[Opening Given information section]
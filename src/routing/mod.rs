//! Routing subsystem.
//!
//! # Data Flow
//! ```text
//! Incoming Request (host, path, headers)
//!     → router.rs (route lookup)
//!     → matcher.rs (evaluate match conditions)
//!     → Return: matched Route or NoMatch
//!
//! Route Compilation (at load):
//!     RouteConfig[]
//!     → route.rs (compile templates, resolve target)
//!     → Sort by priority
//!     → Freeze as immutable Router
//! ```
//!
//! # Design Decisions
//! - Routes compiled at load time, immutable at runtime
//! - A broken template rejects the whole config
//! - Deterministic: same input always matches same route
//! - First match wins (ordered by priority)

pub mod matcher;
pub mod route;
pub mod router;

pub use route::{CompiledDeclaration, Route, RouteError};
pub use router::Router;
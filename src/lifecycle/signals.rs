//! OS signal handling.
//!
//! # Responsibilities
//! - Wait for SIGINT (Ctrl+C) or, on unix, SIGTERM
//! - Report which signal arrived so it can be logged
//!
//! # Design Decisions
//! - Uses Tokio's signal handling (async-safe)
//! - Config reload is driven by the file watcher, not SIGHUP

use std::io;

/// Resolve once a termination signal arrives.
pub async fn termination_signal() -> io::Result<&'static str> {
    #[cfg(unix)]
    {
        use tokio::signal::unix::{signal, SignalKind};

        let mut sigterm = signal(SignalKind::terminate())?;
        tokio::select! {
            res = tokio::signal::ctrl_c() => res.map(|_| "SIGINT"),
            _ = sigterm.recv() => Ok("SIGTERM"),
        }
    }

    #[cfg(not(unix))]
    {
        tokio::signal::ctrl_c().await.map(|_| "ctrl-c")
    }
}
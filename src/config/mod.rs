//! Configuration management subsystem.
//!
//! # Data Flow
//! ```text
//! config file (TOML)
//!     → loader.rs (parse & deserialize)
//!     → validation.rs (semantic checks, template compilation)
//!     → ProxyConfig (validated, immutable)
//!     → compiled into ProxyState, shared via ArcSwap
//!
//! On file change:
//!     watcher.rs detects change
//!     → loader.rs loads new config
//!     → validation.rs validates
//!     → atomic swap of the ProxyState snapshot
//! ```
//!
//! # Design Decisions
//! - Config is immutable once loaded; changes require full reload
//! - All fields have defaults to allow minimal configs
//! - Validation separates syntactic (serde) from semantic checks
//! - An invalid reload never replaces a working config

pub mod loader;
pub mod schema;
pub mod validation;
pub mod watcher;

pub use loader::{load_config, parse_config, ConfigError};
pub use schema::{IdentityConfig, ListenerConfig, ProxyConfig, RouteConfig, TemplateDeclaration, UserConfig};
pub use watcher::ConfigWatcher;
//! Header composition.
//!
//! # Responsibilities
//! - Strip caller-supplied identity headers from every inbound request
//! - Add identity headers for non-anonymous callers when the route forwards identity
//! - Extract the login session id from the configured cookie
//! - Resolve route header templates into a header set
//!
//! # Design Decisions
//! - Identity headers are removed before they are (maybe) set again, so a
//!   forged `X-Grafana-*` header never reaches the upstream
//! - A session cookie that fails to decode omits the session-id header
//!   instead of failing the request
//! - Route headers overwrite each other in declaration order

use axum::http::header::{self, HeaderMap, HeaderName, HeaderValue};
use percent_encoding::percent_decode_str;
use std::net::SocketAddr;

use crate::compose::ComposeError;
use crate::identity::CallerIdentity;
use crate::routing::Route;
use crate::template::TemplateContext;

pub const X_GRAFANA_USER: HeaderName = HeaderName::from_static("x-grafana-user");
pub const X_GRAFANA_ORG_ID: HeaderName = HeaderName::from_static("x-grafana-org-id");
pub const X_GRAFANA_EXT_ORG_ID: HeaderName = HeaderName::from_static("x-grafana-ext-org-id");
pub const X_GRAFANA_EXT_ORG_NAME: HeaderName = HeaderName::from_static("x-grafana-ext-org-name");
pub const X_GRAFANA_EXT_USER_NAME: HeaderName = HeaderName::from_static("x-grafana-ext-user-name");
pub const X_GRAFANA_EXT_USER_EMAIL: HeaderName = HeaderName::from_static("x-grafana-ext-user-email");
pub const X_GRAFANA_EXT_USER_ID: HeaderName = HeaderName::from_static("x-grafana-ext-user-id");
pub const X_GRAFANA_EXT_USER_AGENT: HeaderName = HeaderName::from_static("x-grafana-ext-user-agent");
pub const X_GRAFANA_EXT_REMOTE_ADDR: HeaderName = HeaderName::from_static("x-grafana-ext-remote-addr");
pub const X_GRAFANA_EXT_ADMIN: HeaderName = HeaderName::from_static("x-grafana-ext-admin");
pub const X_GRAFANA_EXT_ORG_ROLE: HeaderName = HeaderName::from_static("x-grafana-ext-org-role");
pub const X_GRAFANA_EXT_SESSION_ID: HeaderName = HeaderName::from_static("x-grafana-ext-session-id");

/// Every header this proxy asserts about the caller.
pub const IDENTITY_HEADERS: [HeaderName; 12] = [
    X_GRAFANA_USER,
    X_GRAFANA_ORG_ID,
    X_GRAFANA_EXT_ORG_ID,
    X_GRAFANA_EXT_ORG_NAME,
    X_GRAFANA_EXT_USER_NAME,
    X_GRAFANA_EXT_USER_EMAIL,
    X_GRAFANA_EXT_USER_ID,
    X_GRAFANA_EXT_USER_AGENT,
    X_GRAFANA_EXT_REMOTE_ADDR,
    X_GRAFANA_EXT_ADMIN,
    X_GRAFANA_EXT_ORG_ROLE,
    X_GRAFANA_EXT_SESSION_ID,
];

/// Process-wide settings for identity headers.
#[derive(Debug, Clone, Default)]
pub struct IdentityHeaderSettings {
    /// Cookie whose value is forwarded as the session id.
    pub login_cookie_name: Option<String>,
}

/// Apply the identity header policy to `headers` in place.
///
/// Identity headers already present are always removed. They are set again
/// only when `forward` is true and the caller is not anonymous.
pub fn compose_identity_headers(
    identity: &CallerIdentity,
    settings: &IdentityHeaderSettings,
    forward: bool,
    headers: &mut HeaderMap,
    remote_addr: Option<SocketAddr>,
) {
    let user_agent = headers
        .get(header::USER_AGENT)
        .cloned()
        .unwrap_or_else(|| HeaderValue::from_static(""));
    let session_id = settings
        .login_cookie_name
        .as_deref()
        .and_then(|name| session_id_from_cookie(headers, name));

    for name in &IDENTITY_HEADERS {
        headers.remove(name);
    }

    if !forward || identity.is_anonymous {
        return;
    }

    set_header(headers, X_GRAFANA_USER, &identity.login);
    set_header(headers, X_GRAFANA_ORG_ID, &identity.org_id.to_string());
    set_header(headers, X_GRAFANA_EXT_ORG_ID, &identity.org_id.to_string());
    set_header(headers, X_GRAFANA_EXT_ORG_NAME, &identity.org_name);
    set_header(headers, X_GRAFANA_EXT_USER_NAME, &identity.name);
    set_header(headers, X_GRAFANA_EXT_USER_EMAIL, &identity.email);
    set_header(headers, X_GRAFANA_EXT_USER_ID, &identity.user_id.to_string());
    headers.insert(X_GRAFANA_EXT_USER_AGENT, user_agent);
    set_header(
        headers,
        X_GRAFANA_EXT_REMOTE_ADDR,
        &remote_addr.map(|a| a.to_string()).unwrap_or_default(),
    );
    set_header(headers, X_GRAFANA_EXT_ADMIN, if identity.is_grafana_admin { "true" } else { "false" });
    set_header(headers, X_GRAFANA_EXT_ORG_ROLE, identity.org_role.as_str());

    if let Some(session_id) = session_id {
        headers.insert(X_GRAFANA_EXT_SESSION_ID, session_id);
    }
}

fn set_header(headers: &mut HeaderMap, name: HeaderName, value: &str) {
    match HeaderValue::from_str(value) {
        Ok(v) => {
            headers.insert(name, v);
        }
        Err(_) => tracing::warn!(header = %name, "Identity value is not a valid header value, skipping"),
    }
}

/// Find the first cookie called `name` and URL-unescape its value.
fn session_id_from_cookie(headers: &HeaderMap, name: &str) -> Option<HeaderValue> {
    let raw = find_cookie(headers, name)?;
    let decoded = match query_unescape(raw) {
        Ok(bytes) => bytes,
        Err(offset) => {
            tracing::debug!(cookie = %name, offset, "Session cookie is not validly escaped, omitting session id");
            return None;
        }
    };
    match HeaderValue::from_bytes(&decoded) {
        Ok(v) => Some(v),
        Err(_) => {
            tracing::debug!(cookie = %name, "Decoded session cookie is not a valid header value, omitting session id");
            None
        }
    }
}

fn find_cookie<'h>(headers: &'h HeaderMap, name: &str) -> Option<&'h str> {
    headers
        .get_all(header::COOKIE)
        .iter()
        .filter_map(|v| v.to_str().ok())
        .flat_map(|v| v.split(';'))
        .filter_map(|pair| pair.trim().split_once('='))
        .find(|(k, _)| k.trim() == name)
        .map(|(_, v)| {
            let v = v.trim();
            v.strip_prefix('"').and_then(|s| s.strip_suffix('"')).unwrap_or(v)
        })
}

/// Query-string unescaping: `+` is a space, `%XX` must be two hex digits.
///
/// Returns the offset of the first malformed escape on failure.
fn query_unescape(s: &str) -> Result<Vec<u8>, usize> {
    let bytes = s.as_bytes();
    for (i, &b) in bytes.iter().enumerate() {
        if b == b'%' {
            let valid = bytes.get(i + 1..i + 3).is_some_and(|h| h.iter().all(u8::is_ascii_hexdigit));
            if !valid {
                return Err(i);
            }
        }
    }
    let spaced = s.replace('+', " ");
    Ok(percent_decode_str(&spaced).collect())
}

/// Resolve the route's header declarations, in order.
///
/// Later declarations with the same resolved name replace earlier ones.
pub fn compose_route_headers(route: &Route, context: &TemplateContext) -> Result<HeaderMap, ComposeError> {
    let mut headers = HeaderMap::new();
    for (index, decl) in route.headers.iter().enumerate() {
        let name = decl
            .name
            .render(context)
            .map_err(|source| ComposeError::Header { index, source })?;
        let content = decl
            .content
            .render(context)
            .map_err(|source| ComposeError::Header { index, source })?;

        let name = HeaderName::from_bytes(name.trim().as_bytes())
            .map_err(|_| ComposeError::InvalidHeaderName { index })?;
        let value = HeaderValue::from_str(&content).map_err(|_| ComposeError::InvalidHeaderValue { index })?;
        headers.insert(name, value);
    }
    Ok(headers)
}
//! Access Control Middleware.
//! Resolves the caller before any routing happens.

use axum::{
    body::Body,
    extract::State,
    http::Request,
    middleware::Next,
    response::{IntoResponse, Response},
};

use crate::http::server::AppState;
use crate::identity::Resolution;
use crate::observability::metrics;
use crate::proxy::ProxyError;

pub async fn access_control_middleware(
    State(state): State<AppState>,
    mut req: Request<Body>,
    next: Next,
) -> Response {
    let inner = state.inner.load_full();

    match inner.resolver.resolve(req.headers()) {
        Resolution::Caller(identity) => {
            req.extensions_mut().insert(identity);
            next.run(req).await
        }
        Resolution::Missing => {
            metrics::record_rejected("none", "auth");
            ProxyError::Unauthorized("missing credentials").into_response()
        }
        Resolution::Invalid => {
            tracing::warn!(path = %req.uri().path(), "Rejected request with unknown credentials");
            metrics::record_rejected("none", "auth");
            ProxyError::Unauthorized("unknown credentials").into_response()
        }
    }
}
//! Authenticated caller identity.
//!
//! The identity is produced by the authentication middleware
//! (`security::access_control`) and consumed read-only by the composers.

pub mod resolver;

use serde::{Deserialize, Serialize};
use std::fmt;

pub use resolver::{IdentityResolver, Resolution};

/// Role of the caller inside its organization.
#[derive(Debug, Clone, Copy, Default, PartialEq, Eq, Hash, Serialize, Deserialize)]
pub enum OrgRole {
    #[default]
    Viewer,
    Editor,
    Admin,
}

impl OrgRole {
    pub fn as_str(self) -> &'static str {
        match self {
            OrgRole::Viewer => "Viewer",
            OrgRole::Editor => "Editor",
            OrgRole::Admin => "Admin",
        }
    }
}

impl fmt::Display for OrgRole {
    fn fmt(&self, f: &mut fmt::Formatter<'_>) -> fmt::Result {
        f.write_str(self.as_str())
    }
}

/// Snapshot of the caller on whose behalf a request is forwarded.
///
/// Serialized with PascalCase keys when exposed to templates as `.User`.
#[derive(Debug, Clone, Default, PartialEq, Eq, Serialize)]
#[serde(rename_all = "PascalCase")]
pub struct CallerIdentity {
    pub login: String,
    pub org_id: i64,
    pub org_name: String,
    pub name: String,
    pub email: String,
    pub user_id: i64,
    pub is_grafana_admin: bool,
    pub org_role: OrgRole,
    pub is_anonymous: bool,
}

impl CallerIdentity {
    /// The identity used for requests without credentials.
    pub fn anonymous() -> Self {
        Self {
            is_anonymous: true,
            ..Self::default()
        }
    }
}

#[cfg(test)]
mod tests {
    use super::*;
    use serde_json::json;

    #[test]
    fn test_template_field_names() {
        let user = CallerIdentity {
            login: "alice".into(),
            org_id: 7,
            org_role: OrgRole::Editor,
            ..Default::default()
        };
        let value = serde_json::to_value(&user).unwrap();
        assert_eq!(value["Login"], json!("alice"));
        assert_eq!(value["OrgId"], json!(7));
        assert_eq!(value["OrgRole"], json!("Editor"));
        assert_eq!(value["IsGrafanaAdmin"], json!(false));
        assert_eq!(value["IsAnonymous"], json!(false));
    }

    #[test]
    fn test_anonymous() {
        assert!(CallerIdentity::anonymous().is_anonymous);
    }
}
[Closing Given information section]
[Opening Given information section]
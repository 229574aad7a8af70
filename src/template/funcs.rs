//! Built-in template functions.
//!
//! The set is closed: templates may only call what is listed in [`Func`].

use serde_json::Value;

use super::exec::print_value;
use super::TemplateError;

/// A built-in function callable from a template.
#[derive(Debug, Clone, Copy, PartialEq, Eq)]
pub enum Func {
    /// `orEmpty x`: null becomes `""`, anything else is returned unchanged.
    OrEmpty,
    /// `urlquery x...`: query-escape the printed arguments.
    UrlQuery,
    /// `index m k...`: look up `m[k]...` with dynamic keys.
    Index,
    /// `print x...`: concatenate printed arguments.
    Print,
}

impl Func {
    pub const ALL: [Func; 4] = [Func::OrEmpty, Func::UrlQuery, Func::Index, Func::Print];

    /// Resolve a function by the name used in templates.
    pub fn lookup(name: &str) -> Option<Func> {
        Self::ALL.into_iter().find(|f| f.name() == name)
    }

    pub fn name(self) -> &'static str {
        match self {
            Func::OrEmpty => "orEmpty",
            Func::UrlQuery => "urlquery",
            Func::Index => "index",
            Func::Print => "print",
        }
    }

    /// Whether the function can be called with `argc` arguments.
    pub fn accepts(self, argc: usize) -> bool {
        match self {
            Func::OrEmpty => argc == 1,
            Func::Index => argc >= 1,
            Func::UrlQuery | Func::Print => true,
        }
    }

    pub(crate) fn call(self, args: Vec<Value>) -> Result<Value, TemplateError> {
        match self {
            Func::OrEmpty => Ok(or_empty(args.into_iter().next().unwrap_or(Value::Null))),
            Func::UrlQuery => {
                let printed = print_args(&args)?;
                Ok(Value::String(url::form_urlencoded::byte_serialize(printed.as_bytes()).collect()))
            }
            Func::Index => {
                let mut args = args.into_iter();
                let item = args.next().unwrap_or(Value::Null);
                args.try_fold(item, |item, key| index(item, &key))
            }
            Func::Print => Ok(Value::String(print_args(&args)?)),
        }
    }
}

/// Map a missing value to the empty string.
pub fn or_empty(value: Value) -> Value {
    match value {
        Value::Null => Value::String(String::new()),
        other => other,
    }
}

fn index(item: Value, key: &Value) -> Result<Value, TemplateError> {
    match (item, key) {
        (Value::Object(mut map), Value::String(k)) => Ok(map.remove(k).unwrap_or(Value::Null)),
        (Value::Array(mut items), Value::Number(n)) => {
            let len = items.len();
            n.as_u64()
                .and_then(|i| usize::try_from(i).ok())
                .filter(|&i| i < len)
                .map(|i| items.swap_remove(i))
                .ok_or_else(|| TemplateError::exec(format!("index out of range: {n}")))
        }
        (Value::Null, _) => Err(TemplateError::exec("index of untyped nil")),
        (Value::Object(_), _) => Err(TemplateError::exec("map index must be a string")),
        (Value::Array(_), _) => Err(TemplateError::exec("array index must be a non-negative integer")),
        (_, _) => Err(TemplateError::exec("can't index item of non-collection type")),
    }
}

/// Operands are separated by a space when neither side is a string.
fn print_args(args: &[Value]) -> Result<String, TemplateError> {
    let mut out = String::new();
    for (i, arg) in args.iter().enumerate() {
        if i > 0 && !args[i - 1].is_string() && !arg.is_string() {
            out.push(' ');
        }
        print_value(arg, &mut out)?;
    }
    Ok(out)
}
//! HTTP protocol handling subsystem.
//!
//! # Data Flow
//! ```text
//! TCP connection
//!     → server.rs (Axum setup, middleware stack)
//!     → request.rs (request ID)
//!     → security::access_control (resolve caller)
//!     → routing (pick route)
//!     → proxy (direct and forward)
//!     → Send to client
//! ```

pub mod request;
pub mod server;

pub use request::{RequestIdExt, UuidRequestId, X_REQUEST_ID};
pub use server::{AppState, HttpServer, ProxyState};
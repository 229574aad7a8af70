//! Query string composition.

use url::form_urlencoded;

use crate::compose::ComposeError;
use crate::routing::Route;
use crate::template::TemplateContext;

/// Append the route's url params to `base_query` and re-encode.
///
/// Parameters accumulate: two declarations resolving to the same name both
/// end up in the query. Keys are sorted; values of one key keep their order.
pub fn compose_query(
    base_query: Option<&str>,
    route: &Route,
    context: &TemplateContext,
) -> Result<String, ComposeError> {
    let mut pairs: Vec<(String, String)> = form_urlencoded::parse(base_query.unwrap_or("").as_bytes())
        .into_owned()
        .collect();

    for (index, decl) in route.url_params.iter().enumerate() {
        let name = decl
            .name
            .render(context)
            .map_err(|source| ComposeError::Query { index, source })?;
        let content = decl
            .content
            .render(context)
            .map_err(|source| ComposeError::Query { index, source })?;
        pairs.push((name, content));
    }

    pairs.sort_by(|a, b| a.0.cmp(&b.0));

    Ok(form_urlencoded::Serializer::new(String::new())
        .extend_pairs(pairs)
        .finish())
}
[Closing Given information section]
[Opening Given information section]
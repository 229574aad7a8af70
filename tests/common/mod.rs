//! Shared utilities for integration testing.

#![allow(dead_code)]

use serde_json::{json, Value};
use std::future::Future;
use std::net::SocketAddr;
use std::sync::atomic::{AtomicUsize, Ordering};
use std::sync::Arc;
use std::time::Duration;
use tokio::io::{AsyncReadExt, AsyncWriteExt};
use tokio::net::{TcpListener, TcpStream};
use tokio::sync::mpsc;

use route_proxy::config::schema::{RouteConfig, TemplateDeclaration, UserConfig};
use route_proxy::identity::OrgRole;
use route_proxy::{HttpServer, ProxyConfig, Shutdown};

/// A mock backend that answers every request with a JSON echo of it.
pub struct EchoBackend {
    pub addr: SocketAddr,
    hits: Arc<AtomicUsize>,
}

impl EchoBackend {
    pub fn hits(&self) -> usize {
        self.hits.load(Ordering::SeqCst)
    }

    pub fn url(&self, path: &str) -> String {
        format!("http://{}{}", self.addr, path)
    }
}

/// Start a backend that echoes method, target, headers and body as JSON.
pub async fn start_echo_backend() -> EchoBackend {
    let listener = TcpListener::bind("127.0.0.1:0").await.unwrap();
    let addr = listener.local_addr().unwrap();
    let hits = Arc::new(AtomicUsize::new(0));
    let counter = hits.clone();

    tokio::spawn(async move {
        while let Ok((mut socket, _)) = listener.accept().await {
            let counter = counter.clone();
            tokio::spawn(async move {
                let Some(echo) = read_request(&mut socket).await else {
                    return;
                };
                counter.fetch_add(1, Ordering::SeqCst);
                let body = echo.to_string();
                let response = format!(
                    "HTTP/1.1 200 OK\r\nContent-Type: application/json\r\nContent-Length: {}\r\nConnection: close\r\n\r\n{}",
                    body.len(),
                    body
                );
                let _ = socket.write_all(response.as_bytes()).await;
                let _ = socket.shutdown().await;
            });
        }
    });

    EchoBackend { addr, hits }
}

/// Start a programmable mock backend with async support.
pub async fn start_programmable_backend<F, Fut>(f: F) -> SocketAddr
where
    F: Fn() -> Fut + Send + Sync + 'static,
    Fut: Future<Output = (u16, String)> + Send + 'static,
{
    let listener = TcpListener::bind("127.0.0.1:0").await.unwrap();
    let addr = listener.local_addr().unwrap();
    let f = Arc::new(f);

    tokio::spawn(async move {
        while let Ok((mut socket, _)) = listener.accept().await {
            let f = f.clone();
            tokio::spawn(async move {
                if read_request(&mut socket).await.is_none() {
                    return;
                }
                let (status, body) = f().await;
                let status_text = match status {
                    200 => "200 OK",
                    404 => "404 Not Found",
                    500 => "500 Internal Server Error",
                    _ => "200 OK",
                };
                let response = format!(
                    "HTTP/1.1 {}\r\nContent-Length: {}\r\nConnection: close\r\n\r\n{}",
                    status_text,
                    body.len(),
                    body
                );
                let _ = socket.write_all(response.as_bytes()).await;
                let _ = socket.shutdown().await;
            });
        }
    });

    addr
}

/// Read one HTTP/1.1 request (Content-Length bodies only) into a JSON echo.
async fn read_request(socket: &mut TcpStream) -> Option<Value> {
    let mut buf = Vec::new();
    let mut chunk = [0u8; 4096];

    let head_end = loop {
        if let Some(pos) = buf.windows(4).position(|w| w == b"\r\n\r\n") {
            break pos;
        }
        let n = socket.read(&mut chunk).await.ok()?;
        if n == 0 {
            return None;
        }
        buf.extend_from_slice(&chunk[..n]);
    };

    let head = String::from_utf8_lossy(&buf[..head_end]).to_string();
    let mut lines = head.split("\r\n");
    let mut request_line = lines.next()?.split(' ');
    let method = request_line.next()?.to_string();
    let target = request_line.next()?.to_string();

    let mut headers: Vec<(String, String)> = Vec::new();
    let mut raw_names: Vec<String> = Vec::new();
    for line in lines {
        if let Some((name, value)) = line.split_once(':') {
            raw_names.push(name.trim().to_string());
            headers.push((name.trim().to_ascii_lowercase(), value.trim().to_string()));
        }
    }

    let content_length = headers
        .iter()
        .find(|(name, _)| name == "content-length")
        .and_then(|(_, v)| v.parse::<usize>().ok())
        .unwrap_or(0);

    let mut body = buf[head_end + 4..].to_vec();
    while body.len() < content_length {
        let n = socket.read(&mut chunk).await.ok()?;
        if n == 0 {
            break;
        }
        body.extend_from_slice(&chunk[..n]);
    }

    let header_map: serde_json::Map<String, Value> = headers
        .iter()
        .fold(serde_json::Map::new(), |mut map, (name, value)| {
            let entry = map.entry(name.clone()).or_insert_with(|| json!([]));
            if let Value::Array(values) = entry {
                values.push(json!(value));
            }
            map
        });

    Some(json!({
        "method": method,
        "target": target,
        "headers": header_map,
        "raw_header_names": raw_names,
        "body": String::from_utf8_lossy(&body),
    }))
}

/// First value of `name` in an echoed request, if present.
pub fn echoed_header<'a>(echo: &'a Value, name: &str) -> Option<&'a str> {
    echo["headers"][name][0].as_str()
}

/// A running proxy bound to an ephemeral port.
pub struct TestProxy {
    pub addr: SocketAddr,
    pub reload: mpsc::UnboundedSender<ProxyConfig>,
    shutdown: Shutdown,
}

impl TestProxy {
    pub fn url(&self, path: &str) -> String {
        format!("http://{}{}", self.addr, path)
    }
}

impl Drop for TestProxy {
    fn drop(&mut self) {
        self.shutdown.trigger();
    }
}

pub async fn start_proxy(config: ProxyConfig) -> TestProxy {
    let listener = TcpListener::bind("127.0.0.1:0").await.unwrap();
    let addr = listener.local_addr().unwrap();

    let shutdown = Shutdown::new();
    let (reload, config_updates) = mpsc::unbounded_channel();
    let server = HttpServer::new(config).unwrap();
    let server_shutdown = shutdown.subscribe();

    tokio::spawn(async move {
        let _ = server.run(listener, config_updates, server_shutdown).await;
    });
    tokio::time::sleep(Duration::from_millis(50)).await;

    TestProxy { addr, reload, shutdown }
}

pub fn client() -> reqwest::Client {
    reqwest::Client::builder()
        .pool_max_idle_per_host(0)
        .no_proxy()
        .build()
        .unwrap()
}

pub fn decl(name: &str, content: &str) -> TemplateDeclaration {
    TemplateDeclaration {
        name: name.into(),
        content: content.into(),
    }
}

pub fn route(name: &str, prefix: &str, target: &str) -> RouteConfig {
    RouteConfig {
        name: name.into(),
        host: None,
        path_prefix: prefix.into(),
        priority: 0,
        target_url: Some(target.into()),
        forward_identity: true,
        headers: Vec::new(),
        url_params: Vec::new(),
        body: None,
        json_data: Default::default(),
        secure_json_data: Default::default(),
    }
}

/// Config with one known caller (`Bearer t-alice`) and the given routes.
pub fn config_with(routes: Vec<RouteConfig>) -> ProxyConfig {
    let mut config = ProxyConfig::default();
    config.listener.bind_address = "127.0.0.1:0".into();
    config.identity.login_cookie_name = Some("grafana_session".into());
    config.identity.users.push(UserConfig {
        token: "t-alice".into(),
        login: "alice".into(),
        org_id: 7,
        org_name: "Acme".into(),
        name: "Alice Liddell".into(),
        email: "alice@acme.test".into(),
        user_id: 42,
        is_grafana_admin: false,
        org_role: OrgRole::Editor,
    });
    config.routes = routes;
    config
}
[Closing Given information section]
» **Task description**:
Go line by line through the records and copy those that contain the word "IdentityHeaderSettings".

» **Response to this exercise**:
pub struct IdentityHeaderSettings {
    settings: &IdentityHeaderSettings,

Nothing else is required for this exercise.